The researchers successfully created a 3D human testis-on-a-chip that accurately mimicked the complex multicellular environment and reciprocal endocrine crosstalk within the seminiferous tubules. The 3D tissue architecture exhibited suitable mechanical properties for cell survival and functionality. Various embedded cells (Sertoli cells, Leydig cells, vascular endothelial cells, and macrophages) maintained viability, metabolic activity, and expression of cell-specific markers for extended periods. The chip accurately replicated key physiological functions, including the secretion of ABP and testosterone in response to hormonal stimulation. RNA sequencing revealed SERPINB2 as a reliable biomarker for predicting male reproductive toxicity, confirmed by real-time PCR, western blotting, and SERPINB2 knockdown experiments. The integrated fluorescent reporter system demonstrated the ability to quantitatively assess toxicity by measuring SERPINB2-mediated fluorescence intensity in response to various toxicants. Importantly, the system demonstrated that SERPINB2-mediated fluorescence intensity increased in both the Sertoli and Leydig cells in response to a broad range of tested toxicants, suggesting its utility as a universal biomarker.

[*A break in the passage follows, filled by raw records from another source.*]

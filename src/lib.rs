//! Dispatch server - delivery delay tracking and agent resolution queue

pub mod api;
pub mod config;
pub mod delay;
pub mod error;
pub mod eta;
pub mod models;
pub mod store;

use sqlx::SqlitePool;
use std::sync::Arc;

/// Application state shared across handlers
pub struct AppState {
    pub store: store::Store,
    pub eta: Option<eta::EtaClient>,
}

impl AppState {
    pub fn new(pool: SqlitePool) -> Arc<Self> {
        Self::with_eta(pool, None)
    }

    pub fn with_eta(pool: SqlitePool, eta: Option<eta::EtaClient>) -> Arc<Self> {
        Arc::new(Self {
            store: store::Store::new(pool),
            eta,
        })
    }
}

This study presents a significant advancement in in vitro models of the testis, addressing the limitations of existing 2D and 3D systems. The human testis-on-a-chip successfully replicates the complex cellular interactions and hormonal dynamics crucial for spermatogenesis and provides a highly sensitive and reproducible platform for assessing male reproductive toxicity. The identification of SERPINB2 as a universal biomarker and the development of a quantitative fluorescent reporter system represent major improvements in toxicity screening methodologies. This model significantly reduces the reliance on animal models and has the potential to revolutionize drug discovery and toxicology research related to male reproductive health.

The development of a 3D human testis-on-a-chip incorporating a SERPINB2-based fluorescent reporter system represents a significant leap forward in male reproductive toxicology and research. The model accurately simulates the complex interactions between key cell types and provides a highly sensitive method for evaluating the toxicity of materials. Future research could explore the use of this platform to study the effects of various environmental toxins, hormonal imbalances, and genetic mutations on testicular function and spermatogenesis. Expansion of the model to include other testicular cell types and further refinement of the reporter system could also enhance its predictive capabilities.

While this study provides a robust and advanced testis-on-a-chip model, some limitations should be acknowledged. The study used cells from a single donor, limiting the generalizability of the findings. Further studies with cells from multiple donors are needed to validate the model's consistency and reproducibility. The current model focuses on a specific set of toxicants. A more comprehensive analysis with a wider range of chemicals would strengthen the utility of the SERPINB2 biomarker and the reporter system. Long-term studies beyond 28 days are needed to fully understand the model's long-term stability and maintenance of cell function.